=== Begin Enclosure ===

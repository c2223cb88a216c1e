use anyhow::Result;
use atlas::{AtlasPacker, AtlasRegion};
use bytemuck::{Pod, Zeroable};
use gfx::{
    FrameContext, FrameGraph, ImageFormat, PassBuilder, PipelineBuilder, PipelineStage,
    ShaderStage, SharedContext, VirtualResource,
};
use pass::Pass;
use world::World;

use crate::config::QualityTier;
use crate::util::targets::{RenderTargets, SizeGroup, TargetSize};
use crate::view_renderer::PROBE_ATLAS;

#[repr(C)]
#[derive(Copy, Clone, Pod, Zeroable)]
struct RegionData {
    x: u32,
    y: u32,
    size: u32,
    probe_index: u32,
}

/// Lays out every reflection probe's baked region in the shared atlas and
/// refreshes a budgeted number of them per frame with a compute blit.
///
/// The packer owns scratch storage that is reused across frames, so the
/// layout step allocates nothing in steady state.
#[derive(Debug)]
pub struct ProbeAtlas {
    packer: AtlasPacker,
    regions: Vec<AtlasRegion>,
    atlas_size: u32,
    cursor: usize,
}

impl ProbeAtlas {
    pub fn new(
        ctx: &SharedContext,
        targets: &mut RenderTargets,
        tier: QualityTier,
    ) -> Result<Self> {
        PipelineBuilder::compute("probe_blit")
            .attach_shader("shaders/src/probe_blit.comp.hlsl", ShaderStage::Compute)
            .build(ctx)?;

        let atlas_size = tier.probe_atlas_size();
        targets.register_color_target(
            PROBE_ATLAS,
            SizeGroup::Custom(TargetSize::new(atlas_size, atlas_size)),
            ImageFormat::Rgba16Float,
        )?;

        Ok(Self {
            packer: AtlasPacker::new(),
            regions: Vec::new(),
            atlas_size,
            cursor: 0,
        })
    }
}

impl Pass for ProbeAtlas {
    fn name(&self) -> &str {
        "probe_atlas"
    }

    fn record<'cb>(
        &'cb mut self,
        graph: &mut FrameGraph<'cb>,
        _frame: &'cb FrameContext,
        world: &'cb World,
    ) -> Result<()> {
        self.regions.clear();
        self.regions
            .extend(world.probes.iter().map(|probe| AtlasRegion::new(probe.baked_size)));
        self.packer.pack(&mut self.regions, self.atlas_size, 1)?;

        // Refresh at most the budgeted number of regions, round-robin across
        // frames so every probe is eventually updated.
        let updates = (world.options.probe_update_budget as usize).min(self.regions.len());
        let start = self.cursor;
        if !self.regions.is_empty() {
            self.cursor = (self.cursor + updates) % self.regions.len();
        }

        let regions = &self.regions;
        let atlas = VirtualResource::image(PROBE_ATLAS);
        let output = atlas.clone();
        let pass = PassBuilder::compute("probe_atlas")
            .write_image(&atlas, PipelineStage::ComputeShader)
            .execute_fn(move |cmd, _bindings, _stats| {
                cmd.bind_compute_pipeline("probe_blit")?;
                cmd.bind_storage_image(0, 0, &output)?;
                for offset in 0..updates {
                    let index = (start + offset) % regions.len();
                    let region = &regions[index];
                    let data = RegionData {
                        x: region.x,
                        y: region.y,
                        size: region.size,
                        probe_index: index as u32,
                    };
                    let groups = (region.size + 7) / 8;
                    cmd.push_constants(bytemuck::bytes_of(&data))?;
                    cmd.dispatch(groups, groups, 1)?;
                }
                Ok(())
            })
            .build();
        graph.add_pass(pass);
        Ok(())
    }

    fn dispose(&mut self, ctx: &SharedContext) {
        ctx.pipelines.remove("probe_blit");
    }
}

=== End Enclosure ===

● Exercise details:
Filter the data, keeping only the lines that contain "impl".

● Exercise output:
impl ProbeAtlas {
impl Pass for ProbeAtlas {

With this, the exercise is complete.